◆ What the exercise asks: If a line of the data below holds the word "MissingSection", list it.

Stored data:
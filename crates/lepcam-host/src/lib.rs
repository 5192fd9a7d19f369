//! Lepton Camera Host Protocol
//!
//! Where `lepcam-protocol` implements the camera's half of the JSON
//! control protocol, this crate implements the peer: it builds framed
//! command documents, parses the camera's small replies into typed
//! reports, and decodes image documents back into 16-bit sensor words.
//!
//! # Example
//!
//! ```rust,ignore
//! use lepcam_host::{Command, Response};
//!
//! // Build a command
//! let frame = Command::GetConfig.encode_framed();
//!
//! // Parse a de-framed reply
//! let response = Response::parse(&payload)?;
//! ```

mod commands;
mod error;
mod image;
mod responses;

pub use commands::*;
pub use error::*;
pub use image::*;
pub use responses::*;
//! Commands that can be sent to the camera.

use serde_json::{json, Map, Value};

use lepcam_protocol::{CommandId, FrameCodec, GainMode, TimeParts};

/// Partial network-settings update carried by [`Command::SetWifi`].
///
/// Only populated fields travel; the camera keeps its current value
/// for everything left `None`. Addresses travel as dotted-quad text.
#[derive(Debug, Clone, Default)]
pub struct WifiUpdate {
    /// New access-point SSID (also renames the camera).
    pub ap_ssid: Option<String>,
    /// New client-mode SSID.
    pub sta_ssid: Option<String>,
    /// New access-point password.
    pub ap_pw: Option<String>,
    /// New client-mode password.
    pub sta_pw: Option<String>,
    /// New mode/enable flag bits.
    pub flags: Option<u8>,
    /// New access-point address.
    pub ap_ip_addr: Option<String>,
    /// New static client address.
    pub sta_ip_addr: Option<String>,
    /// New netmask for the static client address.
    pub sta_netmask: Option<String>,
}

/// Commands that can be sent to the camera.
#[derive(Debug, Clone)]
pub enum Command {
    /// Request the small status report.
    GetStatus,

    /// Request one image document.
    GetImage,

    /// Request the sensor operating parameters.
    GetConfig,

    /// Update sensor operating parameters. Only populated fields
    /// travel; the camera keeps its current value for the rest.
    SetConfig {
        /// Enable or disable automatic gain correction.
        agc_enabled: Option<bool>,
        /// Scene emissivity percentage, 1-100.
        emissivity: Option<u8>,
        /// Sensor gain mode.
        gain_mode: Option<GainMode>,
    },

    /// Set the camera's wall clock.
    SetTime(TimeParts),

    /// Request the network configuration.
    GetWifi,

    /// Update network configuration.
    SetWifi(WifiUpdate),

    /// Move the spotmeter rectangle.
    SetSpotmeter {
        /// Top row.
        r1: u16,
        /// Left column.
        c1: u16,
        /// Bottom row.
        r2: u16,
        /// Right column.
        c2: u16,
    },

    /// Start streaming image documents.
    StreamOn {
        /// Delay between frames in milliseconds; 0 for full rate.
        delay_ms: u32,
        /// Number of frames; 0 to stream until `StreamOff`.
        num_frames: u32,
    },

    /// Stop streaming.
    StreamOff,

    /// Assert the external record signal.
    RecordOn,

    /// Deassert the external record signal.
    RecordOff,

    /// Power the camera down.
    Poweroff,
}

impl Command {
    /// Registry code this command dispatches to on the camera.
    pub fn id(&self) -> CommandId {
        match self {
            Command::GetStatus => CommandId::GetStatus,
            Command::GetImage => CommandId::GetImage,
            Command::GetConfig => CommandId::GetConfig,
            Command::SetConfig { .. } => CommandId::SetConfig,
            Command::SetTime(_) => CommandId::SetTime,
            Command::GetWifi => CommandId::GetWifi,
            Command::SetWifi(_) => CommandId::SetWifi,
            Command::SetSpotmeter { .. } => CommandId::SetSpotmeter,
            Command::StreamOn { .. } => CommandId::StreamOn,
            Command::StreamOff => CommandId::StreamOff,
            Command::RecordOn => CommandId::RecordOn,
            Command::RecordOff => CommandId::RecordOff,
            Command::Poweroff => CommandId::Poweroff,
        }
    }

    /// Serialize into a command document.
    pub fn encode(&self) -> String {
        let mut doc = Map::new();
        doc.insert("cmd".to_string(), Value::String(self.id().name().to_string()));
        if let Some(args) = self.args_value() {
            doc.insert("args".to_string(), args);
        }
        Value::Object(doc).to_string()
    }

    /// Serialize and wrap in the framing markers for the wire.
    pub fn encode_framed(&self) -> Vec<u8> {
        FrameCodec::encode(self.encode().as_bytes())
    }

    /// Build the `"args"` value, or `None` for commands that carry no
    /// arguments (and for empty partial updates).
    fn args_value(&self) -> Option<Value> {
        match self {
            Command::SetConfig {
                agc_enabled,
                emissivity,
                gain_mode,
            } => {
                let mut args = Map::new();
                if let Some(agc) = agc_enabled {
                    args.insert("agc_enabled".to_string(), json!(u8::from(*agc)));
                }
                if let Some(emissivity) = emissivity {
                    args.insert("emissivity".to_string(), json!(emissivity));
                }
                if let Some(gain) = gain_mode {
                    args.insert("gain_mode".to_string(), json!(gain.as_u8()));
                }
                (!args.is_empty()).then(|| Value::Object(args))
            }

            Command::SetTime(time) => Some(json!({
                "sec": time.second,
                "min": time.minute,
                "hour": time.hour,
                "dow": time.weekday,
                "day": time.day,
                "mon": time.month,
                "year": time.year,
            })),

            Command::SetWifi(update) => {
                let mut args = Map::new();
                let strings = [
                    ("ap_ssid", &update.ap_ssid),
                    ("sta_ssid", &update.sta_ssid),
                    ("ap_pw", &update.ap_pw),
                    ("sta_pw", &update.sta_pw),
                    ("ap_ip_addr", &update.ap_ip_addr),
                    ("sta_ip_addr", &update.sta_ip_addr),
                    ("sta_netmask", &update.sta_netmask),
                ];
                for (key, value) in strings {
                    if let Some(value) = value {
                        args.insert(key.to_string(), Value::String(value.clone()));
                    }
                }
                if let Some(flags) = update.flags {
                    args.insert("flags".to_string(), json!(flags));
                }
                (!args.is_empty()).then(|| Value::Object(args))
            }

            Command::SetSpotmeter { r1, c1, r2, c2 } => Some(json!({
                "r1": r1,
                "c1": c1,
                "r2": r2,
                "c2": c2,
            })),

            Command::StreamOn {
                delay_ms,
                num_frames,
            } => Some(json!({
                "delay_msec": delay_ms,
                "num_frames": num_frames,
            })),

            _ => None,
        }
    }
}
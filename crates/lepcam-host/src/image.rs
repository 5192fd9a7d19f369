//! Image document decoding.

use base64::{engine::general_purpose::STANDARD, Engine as _};
use serde_json::Value;

use lepcam_protocol::le_bytes_to_words;

use crate::error::HostError;
use crate::responses::{int_of, str_of};

/// A fully decoded image document.
#[derive(Debug, Clone, PartialEq, Eq)]
pub struct ImageFile {
    /// Camera name from the metadata section.
    pub camera: String,
    /// Numeric model id.
    pub model: u32,
    /// Firmware version string.
    pub version: String,
    /// Formatted capture time.
    pub time: String,
    /// Formatted capture date.
    pub date: String,
    /// Radiometric pixel words, row-major.
    pub pixels: Vec<u16>,
    /// Telemetry words.
    pub telemetry: Vec<u16>,
}

impl ImageFile {
    /// Parse a bare image document back into sensor words.
    pub fn parse(text: &[u8]) -> Result<ImageFile, HostError> {
        let doc: Value = serde_json::from_slice(text)?;
        let meta = doc
            .get("metadata")
            .ok_or(HostError::MissingSection("metadata"))?;

        let pixels = decode_words(&doc, "radiometric")?;
        let telemetry = decode_words(&doc, "telemetry")?;

        Ok(ImageFile {
            camera: str_of(meta, "metadata", "Camera")?,
            model: int_of(meta, "metadata", "Model")? as u32,
            version: str_of(meta, "metadata", "Version")?,
            time: str_of(meta, "metadata", "Time")?,
            date: str_of(meta, "metadata", "Date")?,
            pixels,
            telemetry,
        })
    }
}

/// Decode one base64 section back into 16-bit words.
fn decode_words(doc: &Value, what: &'static str) -> Result<Vec<u16>, HostError> {
    let text = doc
        .get(what)
        .and_then(Value::as_str)
        .ok_or(HostError::MissingSection(what))?;
    let bytes = STANDARD
        .decode(text)
        .map_err(|source| HostError::BadPayload { what, source })?;
    le_bytes_to_words(&bytes).ok_or(HostError::BadPayloadLength {
        what,
        len: bytes.len(),
    })
}

#[cfg(test)]
mod tests {
    use super::*;

    #[test]
    fn test_parse_minimal_image_document() {
        // "AAARIg==" is bytes 00 00 11 22: words 0x0000, 0x2211.
        let text = br#"{
            "metadata": {
                "Camera": "tcam-5FA1",
                "Model": 2,
                "Version": "0.1.0",
                "Time": "21:10:14.205",
                "Date": "8/18/24"
            },
            "radiometric": "AAARIg==",
            "telemetry": "AAA="
        }"#;
        let image = ImageFile::parse(text).expect("should parse");
        assert_eq!(image.camera, "tcam-5FA1");
        assert_eq!(image.model, 2);
        assert_eq!(image.pixels, vec![0x0000, 0x2211]);
        assert_eq!(image.telemetry, vec![0x0000]);
    }

    #[test]
    fn test_missing_sections() {
        let text = br#"{"radiometric": "AAA=", "telemetry": "AAA="}"#;
        assert!(matches!(
            ImageFile::parse(text),
            Err(HostError::MissingSection("metadata"))
        ));
    }

    #[test]
    fn test_bad_base64() {
        let text = br#"{
            "metadata": {"Camera": "c", "Model": 2, "Version": "v", "Time": "t", "Date": "d"},
            "radiometric": "!!!not base64!!!",
            "telemetry": "AAA="
        }"#;
        assert!(matches!(
            ImageFile::parse(text),
            Err(HostError::BadPayload { what: "radiometric", .. })
        ));
    }

    #[test]
    fn test_odd_payload_length() {
        // "AAA=" decodes to 2 bytes; "AA==" decodes to 1.
        let text = br#"{
            "metadata": {"Camera": "c", "Model": 2, "Version": "v", "Time": "t", "Date": "d"},
            "radiometric": "AA==",
            "telemetry": "AAA="
        }"#;
        assert!(matches!(
            ImageFile::parse(text),
            Err(HostError::BadPayloadLength { what: "radiometric", len: 1 })
        ));
    }
}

◆ Answer for the task:
            .ok_or(HostError::MissingSection("metadata"))?;
        .ok_or(HostError::MissingSection(what))?;
            Err(HostError::MissingSection("metadata"))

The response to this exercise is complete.